Linux-Doc Archive on lore.kernel.org
 help / color / Atom feed
From: "Michael S. Tsirkin" <mst@redhat.com>
To: Nick Kralevich <nnk@google.com>
Cc: Lokesh Gidra <lokeshgidra@google.com>,
	Jeffrey Vander Stoep <jeffv@google.com>,
	Andrea Arcangeli <aarcange@redhat.com>,
	Suren Baghdasaryan <surenb@google.com>,
	Kees Cook <keescook@chromium.org>,
	Jonathan Corbet <corbet@lwn.net>,
	Alexander Viro <viro@zeniv.linux.org.uk>,
	Luis Chamberlain <mcgrof@kernel.org>,
	Iurii Zaikin <yzaikin@google.com>,
	Mauro Carvalho Chehab <mchehab+samsung@kernel.org>,
	Andrew Morton <akpm@linux-foundation.org>,
	Andy Shevchenko <andy.shevchenko@gmail.com>,
	Vlastimil Babka <vbabka@suse.cz>,
	Mel Gorman <mgorman@techsingularity.net>,
	Sebastian Andrzej Siewior <bigeasy@linutronix.de>,
	Peter Xu <peterx@redhat.com>, Mike Rapoport <rppt@linux.ibm.com>,
	Jerome Glisse <jglisse@redhat.com>, Shaohua Li <shli@fb.com>,
	linux-doc@vger.kernel.org, LKML <linux-kernel@vger.kernel.org>,
	Linux FS Devel <linux-fsdevel@vger.kernel.org>,
	Tim Murray <timmurray@google.com>,
	Minchan Kim <minchan@google.com>,
	Sandeep Patil <sspatil@google.com>,
	kernel@android.com, Daniel Colascione <dancol@dancol.org>,
	Kalesh Singh <kaleshsingh@google.com>
Subject: Re: [PATCH 2/2] Add a new sysctl knob: unprivileged_userfaultfd_user_mode_only
Date: Thu, 6 Aug 2020 01:44:01 -0400
Message-ID: <20200806004351-mutt-send-email-mst@kernel.org> (raw)
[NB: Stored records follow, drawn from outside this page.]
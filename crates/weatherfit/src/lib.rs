//! weatherfit: temperature regression over historical weather observations.
//!
//! Raw rows from a weather history table are cleaned against a declared
//! schema, projected onto numeric features, split into train and test sets
//! with a fixed seed, and used to fit an ordinary-least-squares model whose
//! held-out error is reported.
//!
//! # Core Principles
//!
//! - **Schema at the boundary**: columns are declared and typed once, at cleaning
//! - **Non-destructive**: input rows are never modified
//! - **Reproducible**: the same rows and seed always give the same split and model
//!
//! # Example
//!
//! ```no_run
//! use weatherfit::{Parser, Pipeline};
//!
//! let (table, _source) = Parser::new().parse_file("weatherHistory.csv").unwrap();
//! let report = Pipeline::new().run(&table.rows).unwrap();
//!
//! println!("MSE: {:.3}", report.metrics.mse);
//! println!("R²: {}", report.metrics.r_squared);
//! ```

pub mod clean;
pub mod error;
pub mod evaluate;
pub mod features;
pub mod input;
pub mod model;
pub mod schema;
pub mod split;

mod pipeline;

pub use crate::pipeline::{Pipeline, PipelineConfig, PipelineReport};
pub use clean::{CellValue, CleanedTable, Cleaner, CleaningReport};
pub use error::{Result, WeatherfitError};
pub use evaluate::{EvaluationMetrics, RSquared, evaluate};
pub use features::{Extraction, FeatureExtractor, FeatureSet, FeatureVector};
pub use input::{Parser, ParserConfig, RawRow, RawTable, RawValue, SourceMetadata};
pub use model::{ModelParameters, ModelState, RegressionModel};
pub use schema::{ColumnSpec, ColumnType, WeatherSchema};
pub use split::{Split, split};
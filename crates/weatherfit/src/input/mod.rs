//! Input parsing and raw row handling.

mod parser;
mod source;

pub use parser::{Parser, ParserConfig};
pub use source::{RawRow, RawTable, RawValue, SourceMetadata, is_null_value};
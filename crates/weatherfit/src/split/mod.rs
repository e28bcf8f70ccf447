//! Seeded train/test partitioning.

use serde::{Deserialize, Serialize};

use crate::error::{Result, WeatherfitError};
use crate::features::FeatureVector;

/// Fraction of rows assigned to training by default.
pub const DEFAULT_TRAIN_RATIO: f64 = 0.8;

/// Seed used when the caller does not choose one.
pub const DEFAULT_SEED: u64 = 42;

/// Disjoint train and test index sets covering every input row.
#[derive(Debug, Clone, PartialEq, Eq, Serialize, Deserialize)]
pub struct Split {
    pub train: Vec<usize>,
    pub test: Vec<usize>,
}

impl Split {
    /// Materialize the two subsets from the vectors the split was drawn over.
    pub fn partition(&self, vectors: &[FeatureVector]) -> (Vec<FeatureVector>, Vec<FeatureVector>) {
        let pick = |indices: &[usize]| {
            indices
                .iter()
                .filter_map(|&i| vectors.get(i).cloned())
                .collect::<Vec<_>>()
        };
        (pick(&self.train), pick(&self.test))
    }

    /// Total number of indices.
    pub fn len(&self) -> usize {
        self.train.len() + self.test.len()
    }

    pub fn is_empty(&self) -> bool {
        self.len() == 0
    }
}

/// Partition vectors into train and test subsets.
///
/// The partition is a Fisher-Yates permutation seeded with `seed`, so the same
/// seed and input order always give the same split. Both subsets are
/// non-empty: the test size is `ceil(n * (1 - ratio))` clamped to `1..n`.
pub fn split(vectors: &[FeatureVector], ratio: f64, seed: u64) -> Result<Split> {
    split_indices(vectors.len(), ratio, seed)
}

/// Index-level form of [`split`].
pub fn split_indices(n: usize, ratio: f64, seed: u64) -> Result<Split> {
    if !ratio.is_finite() || ratio <= 0.0 || ratio >= 1.0 {
        return Err(WeatherfitError::Config(format!(
            "split ratio must be in (0, 1), got {}",
            ratio
        )));
    }
    if n < 2 {
        return Err(WeatherfitError::InsufficientData {
            required: 2,
            actual: n,
            context: "train/test split".to_string(),
        });
    }

    // Guard against 0.3 being stored as 0.30000000000000004.
    let exact = n as f64 * (1.0 - ratio);
    let n_test = ((exact - 1e-9).ceil() as usize).clamp(1, n - 1);
    let n_train = n - n_test;

    let mut order: Vec<usize> = (0..n).collect();
    fastrand::Rng::with_seed(seed).shuffle(&mut order);

    let test = order.split_off(n_train);
    tracing::debug!(n, n_train, n_test, seed, "split rows");

    Ok(Split { train: order, test })
}

#[cfg(test)]
mod tests {
    use std::collections::HashSet;

    use super::*;

    fn vectors(n: usize) -> Vec<FeatureVector> {
        (0..n)
            .map(|i| FeatureVector::new(i, vec![i as f64], i as f64 * 2.0))
            .collect()
    }

    #[test]
    fn test_ten_rows_split_eight_two() {
        let split = split(&vectors(10), 0.8, 1).unwrap();
        assert_eq!(split.train.len(), 8);
        assert_eq!(split.test.len(), 2);
    }

    #[test]
    fn test_split_is_deterministic() {
        let data = vectors(50);
        assert_eq!(split(&data, 0.8, 7).unwrap(), split(&data, 0.8, 7).unwrap());
    }

    #[test]
    fn test_different_seeds_differ() {
        let data = vectors(50);
        assert_ne!(split(&data, 0.8, 7).unwrap(), split(&data, 0.8, 8).unwrap());
    }

    #[test]
    fn test_disjoint_and_exhaustive() {
        let split = split(&vectors(37), 0.7, 3).unwrap();
        let train: HashSet<usize> = split.train.iter().copied().collect();
        let test: HashSet<usize> = split.test.iter().copied().collect();

        assert!(train.is_disjoint(&test));
        let union: HashSet<usize> = train.union(&test).copied().collect();
        assert_eq!(union, (0..37).collect::<HashSet<_>>());
        assert_eq!(split.len(), 37);
    }

    #[test]
    fn test_float_noise_in_ratio() {
        let split = split_indices(10, 0.7, 0).unwrap();
        assert_eq!(split.test.len(), 3);
    }

    #[test]
    fn test_two_rows_both_non_empty() {
        for ratio in [0.01, 0.5, 0.99] {
            let split = split_indices(2, ratio, 0).unwrap();
            assert_eq!(split.train.len(), 1);
            assert_eq!(split.test.len(), 1);
        }
    }

    #[test]
    fn test_insufficient_data() {
        let err = split(&vectors(1), 0.8, 1).unwrap_err();
        assert!(matches!(
            err,
            WeatherfitError::InsufficientData { actual: 1, .. }
        ));
    }

    #[test]
    fn test_invalid_ratio() {
        for ratio in [0.0, 1.0, -0.5, 1.5, f64::NAN] {
            assert!(matches!(
                split_indices(10, ratio, 1),
                Err(WeatherfitError::Config(_))
            ));
        }
    }

    #[test]
    fn test_partition() {
        let data = vectors(10);
        let split = split(&data, 0.8, 1).unwrap();
        let (train, test) = split.partition(&data);
        assert_eq!(train.len(), 8);
        assert_eq!(test.len(), 2);
        assert_eq!(test[0], data[split.test[0]]);
    }
}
In-Reply-To: <CAFJ0LnEZghYj=d3w8Fmko4GZAWw6Qc5rgAMmXj-8qgXtyU3bZQ@mail.gmail.com>

On Wed, Aug 05, 2020 at 05:43:02PM -0700, Nick Kralevich wrote:
> On Fri, Jul 24, 2020 at 6:40 AM Michael S. Tsirkin <mst@redhat.com> wrote:
> >
> > On Thu, Jul 23, 2020 at 05:13:28PM -0700, Nick Kralevich wrote:
> > > On Thu, Jul 23, 2020 at 10:30 AM Lokesh Gidra <lokeshgidra@google.com> wrote:
> > > > From the discussion so far it seems that there is a consensus that
> > > > patch 1/2 in this series should be upstreamed in any case. Is there
> > > > anything that is pending on that patch?
> > >
> > > That's my reading of this thread too.
> > >
> > > > > > Unless I'm mistaken that you can already enforce bit 1 of the second
> > > > > > parameter of the userfaultfd syscall to be set with seccomp-bpf, this
> > > > > > would be more a question to the Android userland team.
> > > > > >
> > > > > > The question would be: does it ever happen that a seccomp filter isn't
> > > > > > already applied to unprivileged software running without
> > > > > > SYS_CAP_PTRACE capability?
> > > > >
> > > > > Yes.
> > > > >
> > > > > Android uses selinux as our primary sandboxing mechanism. We do use
> > > > > seccomp on a few processes, but we have found that it has a
> > > > > surprisingly high performance cost [1] on arm64 devices so turning it
> > > > > on system wide is not a good option.
> > > > >
> > > > > [1] https://lore.kernel.org/linux-security-module/202006011116.3F7109A@keescook/T/#m82ace19539ac595682affabdf652c0ffa5d27dad
> > >
> > > As Jeff mentioned, seccomp is used strategically on Android, but is
> > > not applied to all processes. It's too expensive and impractical when
> > > simpler implementations (such as this sysctl) can exist. It's also
> > > significantly simpler to test a sysctl value for correctness as
> > > opposed to a seccomp filter.
> >
> > Given that selinux is already used system-wide on Android, what is wrong
> > with using selinux to control userfaultfd as opposed to seccomp?
> 
> Userfaultfd file descriptors will be generally controlled by SELinux.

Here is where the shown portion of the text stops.